On 17 April, the government changed its guidance to allow medics to wear flimsy plastic aprons with coveralls when full-length gowns ran out. It did this by changing what counts as an “aerosol generating procedure” (AGP) – those which carry the highest likelihood of virus transmission and for which the greatest level of PPE is required – to exclude chest compressions.
“Every time a healthcare worker becomes hospitalised with Covid-19, it exacts an extraordinary toll on our friends, family and colleagues,” the couple said in a statement.
They spoke of the mental toll exacted on healthcare workers who have to sedate and ventilate their own colleagues.
“The government owes an apology to these bereaved families, many of whom were unable to be with their loved ones in their dying moments.”
‘There’s no persuasive argument for secrecy when managing a healthcare crisis’

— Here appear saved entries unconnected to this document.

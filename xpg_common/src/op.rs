/// Implements the standard arithmetic traits for a single-field tuple struct.
///
/// `op!(binary T, Add, add)` expands to `impl Add for T` delegating to the inner field, and
/// similarly for `inplace` (e.g. `SubAssign`) and `unary` (e.g. `Neg`) operators.
#[macro_export]
macro_rules! op {
    (binary $ty:ty, $trait:ident, $method:ident) => {
        impl std::ops::$trait for $ty {
            type Output = Self;

            fn $method(self, rhs: Self) -> Self::Output {
                Self(std::ops::$trait::$method(self.0, rhs.0))
            }
        }
    };
    (inplace $ty:ty, $trait:ident, $method:ident) => {
        impl std::ops::$trait for $ty {
            fn $method(&mut self, rhs: Self) {
                std::ops::$trait::$method(&mut self.0, rhs.0)
            }
        }
    };
    (unary $ty:ty, $trait:ident, $method:ident) => {
        impl std::ops::$trait for $ty {
            type Output = Self;

            fn $method(self) -> Self::Output {
                Self(std::ops::$trait::$method(self.0))
            }
        }
    };
}
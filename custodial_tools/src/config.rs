use std::time::Duration;

use log::*;
use xpg_common::Secret;

pub const DEFAULT_WALLET_TIMEOUT_SECS: u64 = 30;

#[derive(Debug, Clone, Default)]
pub struct WalletConfig {
    pub base_url: String,
    pub api_key: Secret<String>,
    /// The provider-side identifier of the master custodial wallet that all merchant deposit
    /// addresses hang off.
    pub wallet_id: String,
    /// The provider-side identifier of the USDC asset within that wallet.
    pub asset_id: String,
    pub timeout: Duration,
}

impl WalletConfig {
    pub fn new_from_env_or_default() -> Self {
        let base_url = std::env::var("XPG_WALLET_URL").unwrap_or_else(|_| {
            warn!("🔮️ XPG_WALLET_URL not set, using the sandbox endpoint as default");
            "https://api.sandbox.custodial.example.com/v1".to_string()
        });
        let api_key = Secret::new(std::env::var("XPG_WALLET_API_KEY").unwrap_or_else(|_| {
            warn!("🔮️ XPG_WALLET_API_KEY not set, using (probably useless) default");
            "00000000-0000-0000-0000-000000000000".to_string()
        }));
        let wallet_id = std::env::var("XPG_WALLET_ID").unwrap_or_else(|_| {
            warn!("🔮️ XPG_WALLET_ID not set, using (probably useless) default");
            "wallet-000".to_string()
        });
        let asset_id = std::env::var("XPG_WALLET_ASSET_ID").unwrap_or_else(|_| {
            warn!("🔮️ XPG_WALLET_ASSET_ID not set, using (probably useless) default");
            "asset-usdc".to_string()
        });
        let timeout = std::env::var("XPG_WALLET_TIMEOUT_SECS")
            .ok()
            .and_then(|v| v.parse::<u64>().ok())
            .map(Duration::from_secs)
            .unwrap_or_else(|| {
                debug!("🔮️ XPG_WALLET_TIMEOUT_SECS not set, using {DEFAULT_WALLET_TIMEOUT_SECS}s");
                Duration::from_secs(DEFAULT_WALLET_TIMEOUT_SECS)
            });
        Self { base_url, api_key, wallet_id, asset_id, timeout }
    }
}
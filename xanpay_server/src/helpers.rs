use std::fmt::Write;

use hmac::{Hmac, Mac};
use sha2::Sha256;

pub fn to_hex(bytes: &[u8]) -> String {
    bytes.iter().fold(String::with_capacity(bytes.len() * 2), |mut s, b| {
        let _ = write!(s, "{b:02x}");
        s
    })
}

/// HMAC-SHA256 over `data`, hex-encoded. The deposit webhook carries this in its signature
/// header.
pub fn calculate_hmac(secret: &str, data: &[u8]) -> String {
    let mut mac = Hmac::<Sha256>::new_from_slice(secret.as_bytes()).expect("HMAC accepts keys of any length");
    mac.update(data);
    to_hex(&mac.finalize().into_bytes())
}
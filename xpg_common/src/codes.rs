use rand::{distributions::Uniform, Rng};

pub const INVOICE_CODE_LEN: usize = 8;
pub const TRANSACTION_CODE_LEN: usize = 12;

const ALPHABET: &[u8] = b"ABCDEFGHIJKLMNOPQRSTUVWXYZ0123456789";

fn random_code(len: usize) -> String {
    let dist = Uniform::new(0, ALPHABET.len());
    rand::thread_rng().sample_iter(dist).take(len).map(|i| ALPHABET[i] as char).collect()
}

/// Generates a new 8-character invoice code. Codes are uppercase alphanumeric and only need to be
/// unique within a single merchant's invoice collection; callers handle the (rare) collision by
/// regenerating.
pub fn new_invoice_code() -> String {
    random_code(INVOICE_CODE_LEN)
}

/// Generates a new 12-character transaction code, used as the ledger key for purchases and
/// withdrawals and as the client reference on off-ramp orders.
pub fn new_transaction_code() -> String {
    random_code(TRANSACTION_CODE_LEN)
}
//! Client for the wallet-infrastructure provider.
//!
//! Every merchant gets a dedicated deposit address under one master custodial wallet. The
//! provider pushes deposit webhooks to the server and executes on-chain withdrawals on request.

mod api;
mod config;
mod data_objects;
mod error;
mod traits;

pub use api::WalletApi;
pub use config::{WalletConfig, DEFAULT_WALLET_TIMEOUT_SECS};
pub use data_objects::{AddressBalance, DepositAddress, NewWithdrawal, WalletEnvelope, WalletTransaction};
pub use error::WalletApiError;
pub use traits::CustodialWallet;
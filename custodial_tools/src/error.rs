use thiserror::Error;

#[derive(Debug, Clone, Error)]
pub enum WalletApiError {
    #[error("Could not initialize client: {0}")]
    Initialization(String),
    #[error("Wallet provider could not be reached: {0}")]
    NetworkError(String),
    #[error("Could not deserialize JSON: {0}")]
    JsonError(String),
    #[error("Wallet query failed. Error {status}. {message}")]
    QueryError { status: u16, message: String },
    #[error("Wallet response was malformed: {0}")]
    InvalidResponse(String),
}
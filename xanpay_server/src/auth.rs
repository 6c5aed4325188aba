//! Bearer-token authentication.
//!
//! Access tokens are HS256 JWTs signed with the server's `XPG_JWT_SIGNING_KEY`. Claims carry the
//! merchant's subject id and an expiry; nothing else. Handlers receive the verified claims
//! through the [`JwtClaims`] extractor, so an unauthenticated request never reaches handler code.

use std::future::{ready, Ready};

use actix_web::{dev::Payload, http::header::AUTHORIZATION, web, FromRequest, HttpRequest};
use chrono::Utc;
use hmac::{Hmac, Mac};
use log::*;
use rand::{distributions::Alphanumeric, thread_rng, Rng};
use serde::{Deserialize, Serialize};
use sha2::{Digest, Sha256};
use xpg_common::Secret;

use crate::{
    config::AuthConfig,
    errors::{AuthError, ServerError},
    helpers::to_hex,
};

type HmacSha256 = Hmac<Sha256>;

const JWT_HEADER_B64: &str = "eyJhbGciOiJIUzI1NiIsInR5cCI6IkpXVCJ9"; // {"alg":"HS256","typ":"JWT"}

#[derive(Debug, Clone, PartialEq, Eq, Serialize, Deserialize)]
pub struct JwtClaims {
    /// The merchant's subject id.
    pub sub: String,
    /// Expiry as a unix timestamp.
    pub exp: i64,
}

#[derive(Clone)]
pub struct TokenIssuer {
    signing_key: Secret<String>,
    validity: chrono::Duration,
}

impl TokenIssuer {
    pub fn new(config: &AuthConfig) -> Self {
        Self { signing_key: config.jwt_signing_key.clone(), validity: config.token_validity }
    }

    /// Issues a new signed access token for the given subject.
    pub fn issue_token(&self, subject_id: &str) -> Result<String, AuthError> {
        let claims = JwtClaims { sub: subject_id.to_string(), exp: (Utc::now() + self.validity).timestamp() };
        let claims_json =
            serde_json::to_vec(&claims).map_err(|e| AuthError::ValidationError(format!("Claims encoding: {e}")))?;
        let payload = format!("{JWT_HEADER_B64}.{}", base64::encode_config(claims_json, base64::URL_SAFE_NO_PAD));
        let signature = self.sign(payload.as_bytes())?;
        Ok(format!("{payload}.{}", base64::encode_config(signature, base64::URL_SAFE_NO_PAD)))
    }

    /// Verifies the signature and expiry of an access token and returns its claims.
    pub fn validate_token(&self, token: &str) -> Result<JwtClaims, AuthError> {
        let mut parts = token.split('.');
        let (header, claims, signature) = match (parts.next(), parts.next(), parts.next(), parts.next()) {
            (Some(h), Some(c), Some(s), None) => (h, c, s),
            _ => return Err(AuthError::PoorlyFormattedToken("Expected three dot-separated segments".to_string())),
        };
        let signature = base64::decode_config(signature, base64::URL_SAFE_NO_PAD)
            .map_err(|e| AuthError::PoorlyFormattedToken(format!("Signature encoding: {e}")))?;
        let payload = format!("{header}.{claims}");
        let mut mac = HmacSha256::new_from_slice(self.signing_key.reveal().as_bytes())
            .map_err(|e| AuthError::ValidationError(e.to_string()))?;
        mac.update(payload.as_bytes());
        mac.verify_slice(&signature).map_err(|_| AuthError::ValidationError("Signature mismatch".to_string()))?;
        let claims = base64::decode_config(claims, base64::URL_SAFE_NO_PAD)
            .map_err(|e| AuthError::PoorlyFormattedToken(format!("Claims encoding: {e}")))?;
        let claims: JwtClaims = serde_json::from_slice(&claims)
            .map_err(|e| AuthError::PoorlyFormattedToken(format!("Claims structure: {e}")))?;
        if claims.exp < Utc::now().timestamp() {
            return Err(AuthError::TokenExpired);
        }
        Ok(claims)
    }

    fn sign(&self, payload: &[u8]) -> Result<Vec<u8>, AuthError> {
        let mut mac = HmacSha256::new_from_slice(self.signing_key.reveal().as_bytes())
            .map_err(|e| AuthError::ValidationError(e.to_string()))?;
        mac.update(payload);
        Ok(mac.finalize().into_bytes().to_vec())
    }
}

impl FromRequest for JwtClaims {
    type Error = ServerError;
    type Future = Ready<Result<Self, Self::Error>>;

    fn from_request(req: &HttpRequest, _payload: &mut Payload) -> Self::Future {
        ready(extract_claims(req))
    }
}

fn extract_claims(req: &HttpRequest) -> Result<JwtClaims, ServerError> {
    let issuer = req
        .app_data::<web::Data<TokenIssuer>>()
        .ok_or_else(|| ServerError::InitializeError("Token issuer is not configured".to_string()))?;
    let header = req.headers().get(AUTHORIZATION).ok_or(AuthError::MissingToken)?;
    let token = header
        .to_str()
        .ok()
        .and_then(|v| v.strip_prefix("Bearer "))
        .ok_or_else(|| AuthError::PoorlyFormattedToken("Expected a Bearer token".to_string()))?;
    let claims = issuer.validate_token(token.trim()).map_err(|e| {
        debug!("💻️ Access token rejected. {e}");
        e
    })?;
    Ok(claims)
}

/// Hashes a password with a fresh random salt. The stored form is `salt$hexdigest`.
pub fn hash_password(password: &str) -> String {
    let salt: String = thread_rng().sample_iter(&Alphanumeric).take(16).map(char::from).collect();
    format!("{salt}${}", digest(&salt, password))
}

/// Constant-format check of a password against a stored `salt$hexdigest` value.
pub fn verify_password(password: &str, stored: &str) -> bool {
    match stored.split_once('$') {
        Some((salt, hash)) => digest(salt, password) == hash,
        None => false,
    }
}

fn digest(salt: &str, password: &str) -> String {
    let mut hasher = Sha256::new();
    hasher.update(salt.as_bytes());
    hasher.update(password.as_bytes());
    to_hex(&hasher.finalize())
}
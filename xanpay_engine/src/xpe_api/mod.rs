pub mod merchant_api;
pub mod settlement_api;
//! Deposit webhook tests: HMAC verification plus the routing outcomes behind it.

use actix_web::{
    body::MessageBody,
    http::{header::ContentType, StatusCode},
    test,
    test::TestRequest,
    web,
    App,
};
use xanpay_engine::{
    db_types::{LedgerEntryType, SettlementResult},
    traits::SettlementError,
    SettlementApi,
};
use xpg_common::{MicroUsdc, Secret};

use super::helpers::{ledger_entry, open_invoice, seed_merchant, DEPOSIT_ADDRESS};
use crate::{
    endpoint_tests::mocks::MockPaymentsDb,
    helpers::calculate_hmac,
    middleware::HmacMiddlewareFactory,
    routes::DepositWebhookRoute,
};

const WEBHOOK_SECRET: &str = "webhook-test-secret-do-not-reuse";

fn settled_result() -> SettlementResult {
    SettlementResult {
        invoice_code: "AB12CD34".to_string(),
        amount_paid: MicroUsdc::from_units(20),
        total_amount: MicroUsdc::from_units(20),
        product_quantity_remaining: 8,
        transaction_id: "TX0000000001".to_string(),
    }
}

fn deposit_body(note: Option<&str>) -> String {
    let note = note.map(|n| format!(", \"note\": \"{n}\"")).unwrap_or_default();
    format!(
        "{{\"event\": \"deposit.success\", \"data\": {{\"recipientAddress\": \"{DEPOSIT_ADDRESS}\", \"amount\": \
         \"20\", \"hash\": \"0xfeed\"{note}}}}}"
    )
}

async fn call_webhook(db: MockPaymentsDb, body: &str, signature: Option<String>) -> Result<(StatusCode, String), String> {
    let _ = env_logger::try_init().ok();
    let app = App::new().app_data(web::Data::new(SettlementApi::new(db))).service(
        web::scope("/webhook")
            .wrap(HmacMiddlewareFactory::new("X-Webhook-Signature", Secret::new(WEBHOOK_SECRET.to_string()), true))
            .service(DepositWebhookRoute::<MockPaymentsDb>::new()),
    );
    let service = test::init_service(app).await;
    let mut req = TestRequest::post()
        .uri("/webhook/deposit")
        .insert_header(ContentType::json())
        .set_payload(body.to_string());
    if let Some(sig) = signature {
        req = req.insert_header(("X-Webhook-Signature", sig));
    }
    let (_, res) = test::try_call_service(&service, req.to_request()).await.map_err(|e| e.to_string())?.into_parts();
    let status = res.status();
    let body = String::from_utf8_lossy(&res.into_body().try_into_bytes().unwrap()).into_owned();
    Ok((status, body))
}

fn sign(body: &str) -> Option<String> {
    Some(calculate_hmac(WEBHOOK_SECRET, body.as_bytes()))
}

#[actix_web::test]
async fn a_signed_deposit_with_a_matching_note_settles_the_invoice() {
    let mut db = MockPaymentsDb::new();
    db.expect_fetch_merchant_by_deposit_address().returning(|_| Ok(Some(seed_merchant())));
    db.expect_fetch_invoice().returning(|_, code| Ok((code == "AB12CD34").then(|| open_invoice("AB12CD34"))));
    db.expect_settle_invoice().times(1).returning(|_| Ok(settled_result()));
    db.expect_insert_ledger_entry().times(0);
    let body = deposit_body(Some("AB12CD34"));
    let (status, res) = call_webhook(db, &body, sign(&body)).await.expect("Request failed");
    assert_eq!(status, StatusCode::OK);
    assert!(res.contains("invoice AB12CD34 settled"), "got {res}");
}

#[actix_web::test]
async fn a_deposit_without_a_note_is_credited_as_a_top_up() {
    let mut db = MockPaymentsDb::new();
    db.expect_fetch_merchant_by_deposit_address().returning(|_| Ok(Some(seed_merchant())));
    db.expect_fetch_invoice().times(0);
    db.expect_settle_invoice().times(0);
    db.expect_insert_ledger_entry()
        .times(1)
        .returning(|_| Ok(ledger_entry(LedgerEntryType::Deposit, MicroUsdc::from_units(20))));
    let body = deposit_body(None);
    let (status, res) = call_webhook(db, &body, sign(&body)).await.expect("Request failed");
    assert_eq!(status, StatusCode::OK);
    assert!(res.contains("deposit credited"), "got {res}");
}

#[actix_web::test]
async fn a_replayed_deposit_for_a_paid_invoice_writes_nothing() {
    let mut db = MockPaymentsDb::new();
    db.expect_fetch_merchant_by_deposit_address().returning(|_| Ok(Some(seed_merchant())));
    db.expect_fetch_invoice().returning(|_, _| Ok(Some(open_invoice("AB12CD34"))));
    db.expect_settle_invoice().times(1).returning(|_| Err(SettlementError::AlreadyPaid("AB12CD34".to_string())));
    // The failed settlement must not fall back to a plain deposit credit
    db.expect_insert_ledger_entry().times(0);
    let body = deposit_body(Some("AB12CD34"));
    let (status, res) = call_webhook(db, &body, sign(&body)).await.expect("Request failed");
    assert_eq!(status, StatusCode::OK);
    assert!(res.contains("settlement failed"), "got {res}");
}

#[actix_web::test]
async fn a_deposit_to_an_unknown_address_is_acknowledged_but_unattributed() {
    let mut db = MockPaymentsDb::new();
    db.expect_fetch_merchant_by_deposit_address().returning(|_| Ok(None));
    db.expect_insert_ledger_entry().times(0);
    let body = deposit_body(Some("AB12CD34"));
    let (status, res) = call_webhook(db, &body, sign(&body)).await.expect("Request failed");
    assert_eq!(status, StatusCode::OK);
    assert!(res.contains("unattributable"), "got {res}");
}

#[actix_web::test]
async fn non_deposit_events_are_ignored() {
    let db = MockPaymentsDb::new();
    let body = format!(
        "{{\"event\": \"deposit.failed\", \"data\": {{\"recipientAddress\": \"{DEPOSIT_ADDRESS}\", \"amount\": \"20\"}}}}"
    );
    let (status, res) = call_webhook(db, &body, sign(&body)).await.expect("Request failed");
    assert_eq!(status, StatusCode::OK);
    assert!(res.contains("ignored"), "got {res}");
}

#[actix_web::test]
async fn an_unparseable_amount_is_acknowledged_without_touching_the_store() {
    let db = MockPaymentsDb::new();
    let body = format!(
        "{{\"event\": \"deposit.success\", \"data\": {{\"recipientAddress\": \"{DEPOSIT_ADDRESS}\", \"amount\": \
         \"twenty\"}}}}"
    );
    let (status, res) = call_webhook(db, &body, sign(&body)).await.expect("Request failed");
    assert_eq!(status, StatusCode::OK);
    assert!(res.contains("unparseable amount"), "got {res}");
}

#[actix_web::test]
async fn a_missing_signature_is_forbidden() {
    let db = MockPaymentsDb::new();
    let body = deposit_body(Some("AB12CD34"));
    let err = call_webhook(db, &body, None).await.expect_err("Expected error");
    assert_eq!(err, "No HMAC signature found.");
}

#[actix_web::test]
async fn a_wrong_signature_is_forbidden() {
    let db = MockPaymentsDb::new();
    let body = deposit_body(Some("AB12CD34"));
    let err = call_webhook(db, &body, Some(calculate_hmac("some-other-secret", body.as_bytes())))
        .await
        .expect_err("Expected error");
    assert_eq!(err, "Invalid HMAC signature.");
}

#[actix_web::test]
async fn the_signature_covers_the_exact_body_bytes() {
    let db = MockPaymentsDb::new();
    let body = deposit_body(Some("AB12CD34"));
    let tampered = body.replace("\"20\"", "\"2000\"");
    let err = call_webhook(db, &tampered, sign(&body)).await.expect_err("Expected error");
    assert_eq!(err, "Invalid HMAC signature.");
}
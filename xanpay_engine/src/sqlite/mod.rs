//! SQLite backend for the XanPay payment engine.

mod sqlite_impl;

pub mod db;
pub use sqlite_impl::SqliteDatabase;
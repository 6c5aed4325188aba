//! Wire-format objects for the HTTP surface. Everything is camelCase JSON.

use std::fmt::Display;

use chrono::{DateTime, Utc};
use serde::{Deserialize, Serialize};
use xanpay_engine::db_types::{Invoice, Merchant, Product};
use xpg_common::MicroUsdc;

#[derive(Debug, Clone, Serialize, Deserialize)]
pub struct JsonResponse {
    pub success: bool,
    pub message: String,
}

impl JsonResponse {
    pub fn success<S: Display>(message: S) -> Self {
        Self { success: true, message: message.to_string() }
    }

    pub fn failure<S: Display>(message: S) -> Self {
        Self { success: false, message: message.to_string() }
    }
}

//----------------------------------------------  Onboarding  ----------------------------------------------------

#[derive(Debug, Clone, Deserialize)]
#[serde(rename_all = "camelCase")]
pub struct CreateAccountRequest {
    pub business_name: String,
    #[serde(default)]
    pub business_image: String,
    pub email: String,
    pub password: String,
}

#[derive(Debug, Clone, Deserialize)]
pub struct SigninRequest {
    pub email: String,
    pub password: String,
}

#[derive(Debug, Clone, Serialize)]
#[serde(rename_all = "camelCase")]
pub struct BusinessProfile {
    pub business_name: String,
    pub business_image: String,
    /// The merchant's custodial deposit address.
    pub user_address: String,
    /// Live USDC balance of the custodial address, in whole tokens.
    pub user_balance: f64,
}

impl BusinessProfile {
    pub fn from_merchant(merchant: &Merchant, balance: MicroUsdc) -> Self {
        Self {
            business_name: merchant.business_name.clone(),
            business_image: merchant.business_image.clone(),
            user_address: merchant.deposit_address.clone(),
            user_balance: balance.to_units_f64(),
        }
    }
}

#[derive(Debug, Clone, Serialize)]
#[serde(rename_all = "camelCase")]
pub struct AuthResponse {
    pub token: String,
    pub business: BusinessProfile,
}

//----------------------------------------------   Catalog  ----------------------------------------------------

#[derive(Debug, Clone, Deserialize)]
#[serde(rename_all = "camelCase")]
pub struct NewProductRequest {
    pub name: String,
    #[serde(default)]
    pub image: String,
    /// Unit price in whole tokens, e.g. 12.5.
    pub price: f64,
    #[serde(default = "default_currency")]
    pub currency: String,
    pub quantity: i64,
}

#[derive(Debug, Clone, Default, Deserialize)]
#[serde(rename_all = "camelCase")]
pub struct UpdateProductRequest {
    pub name: Option<String>,
    pub image: Option<String>,
    pub price: Option<f64>,
    pub currency: Option<String>,
    pub quantity: Option<i64>,
}

fn default_currency() -> String {
    xpg_common::USDC_CURRENCY_CODE.to_string()
}

//----------------------------------------------   Invoices  ----------------------------------------------------

#[derive(Debug, Clone, Deserialize)]
#[serde(rename_all = "camelCase")]
pub struct CreateInvoiceRequest {
    pub product_id: i64,
    pub quantity: i64,
}

#[derive(Debug, Clone, Serialize)]
#[serde(rename_all = "camelCase")]
pub struct InvoiceCreatedResponse {
    pub invoice_code: String,
    pub valid_until: DateTime<Utc>,
}

/// The public invoice view returned by `GET /invoice/{code}`. This is what a buyer sees before
/// paying, so it carries the product and merchant display fields, never the merchant internals.
#[derive(Debug, Clone, Serialize)]
#[serde(rename_all = "camelCase")]
pub struct PublicInvoice {
    pub invoice_code: String,
    pub business_name: String,
    pub deposit_address: String,
    pub product_name: String,
    pub product_image: String,
    pub price: f64,
    pub quantity: i64,
    pub total: f64,
    pub currency: String,
    pub paid: bool,
    pub valid_until: DateTime<Utc>,
}

impl PublicInvoice {
    /// Returns `None` when the invoice total cannot be represented.
    pub fn assemble(invoice: &Invoice, product: &Product, merchant: &Merchant) -> Option<Self> {
        let total = product.price.checked_mul(invoice.quantity)?;
        Some(Self {
            invoice_code: invoice.code.clone(),
            business_name: merchant.business_name.clone(),
            deposit_address: merchant.deposit_address.clone(),
            product_name: product.name.clone(),
            product_image: product.image.clone(),
            price: product.price.to_units_f64(),
            quantity: invoice.quantity,
            total: total.to_units_f64(),
            currency: product.currency.clone(),
            paid: invoice.paid,
            valid_until: invoice.valid_until,
        })
    }
}

//----------------------------------------------   Webhook  ----------------------------------------------------

#[derive(Debug, Clone, Deserialize)]
pub struct DepositWebhookPayload {
    pub event: String,
    pub data: DepositEvent,
}

#[derive(Debug, Clone, Deserialize)]
#[serde(rename_all = "camelCase")]
pub struct DepositEvent {
    pub recipient_address: String,
    /// Whole-token decimal amount as the provider sends it, e.g. "20" or "12.5".
    pub amount: String,
    #[serde(default = "default_currency")]
    pub currency: String,
    #[serde(default)]
    pub hash: Option<String>,
    #[serde(default)]
    pub note: Option<String>,
}

//----------------------------------------------   Withdrawals  ----------------------------------------------------

#[derive(Debug, Clone, Deserialize)]
pub struct WithdrawCryptoRequest {
    pub address: String,
    /// Whole-token amount.
    pub amount: f64,
}

#[derive(Debug, Clone, Serialize)]
#[serde(rename_all = "camelCase")]
pub struct WithdrawCryptoResponse {
    pub transaction_id: String,
    pub hash: Option<String>,
}

#[derive(Debug, Clone, Deserialize)]
pub struct WithdrawFiatRequest {
    /// Whole-token USDC amount to convert.
    pub amount: f64,
}

#[derive(Debug, Clone, PartialEq, Serialize)]
#[serde(rename_all = "camelCase")]
pub struct WithdrawFiatResponse {
    pub transaction_id: String,
    pub order_id: String,
    pub amount: f64,
    pub currency: String,
    pub rate: f64,
}
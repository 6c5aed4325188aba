use serde::{Deserialize, Serialize};
use xpg_common::MicroUsdc;

/// Wallet provider responses wrap their payload in a `{message, statusCode, data}` envelope.
#[derive(Debug, Clone, Deserialize)]
#[serde(rename_all = "camelCase")]
pub struct WalletEnvelope<T> {
    pub message: String,
    #[serde(default)]
    pub status_code: Option<u16>,
    pub data: Option<T>,
}

/// A dedicated deposit address allocated under the master wallet.
#[derive(Debug, Clone, Deserialize)]
#[serde(rename_all = "camelCase")]
pub struct DepositAddress {
    /// Provider-side identifier for this address, used for balance queries and withdrawals.
    pub id: String,
    /// The raw on-chain address. Deposit webhooks are attributed by exact match on this.
    pub address: String,
}

#[derive(Debug, Clone, Deserialize)]
#[serde(rename_all = "camelCase")]
pub struct AddressBalance {
    /// Balance in whole-token decimal form, e.g. "125.5".
    pub balance: String,
}

impl AddressBalance {
    pub fn as_micro_usdc(&self) -> Option<MicroUsdc> {
        self.balance.parse::<MicroUsdc>().ok()
    }
}

/// An on-chain withdrawal from a managed address.
#[derive(Debug, Clone, Serialize)]
#[serde(rename_all = "camelCase")]
pub struct NewWithdrawal {
    pub address: String,
    /// Whole-token decimal amount, e.g. "20".
    pub amount: String,
    pub asset_id: String,
    /// Client-chosen reference, echoed back in the provider's own webhooks.
    pub reference: String,
}

#[derive(Debug, Clone, Deserialize)]
#[serde(rename_all = "camelCase")]
pub struct WalletTransaction {
    pub id: String,
    pub hash: Option<String>,
    #[serde(default)]
    pub status: String,
}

Dr Moosa Qureshi, who is part of the campaign group 54,000 Doctors, specialises in blood disorders and works with leukaemia patients – who fare particularly badly when infected with Covid-19.
He is calling for the government to publish the findings of a 2016 report produced following Exercise Cygnus, a 2016 simulation exercise involving the NHS, all major government departments and local authorities, which was designed to test their ability to cope with a pandemic.
The Telegraph reported last month that it found the NHS had failed the test but the report findings were kept secret.
A request to obtain the document under Freedom of Information laws has been refused on grounds that “the release of this information would prohibitively impact the ability of Ministers to meet with officials and external stakeholders to discuss ongoing policy development”.
But Qureshi is calling for the health secretary to publish the report using powers under the National Health Services Act 2006 and Article 10 of the Human Rights Act, which protects our freedom of expression.
“Managing a viral pandemic is completely different from fighting against acts of aggression by military or terrorist organisations,” he said.
“There is no persuasive argument for secrecy when managing a healthcare crisis.
“Successful science and healthcare provision depend on transparency, peer review, collaboration and engagement with the public.”
On Sunday, the doctor sent the health secretary an urgent pre-action protocol letter – which sets out next steps ahead of any potential court hearing – requesting a response by 4pm the following day.
On Monday evening, Qureshi confirmed to EuroNews that the health secretary had responded and that his legal team are now considering next steps before making any further announcement.
The Department of Health has been contacted for comment.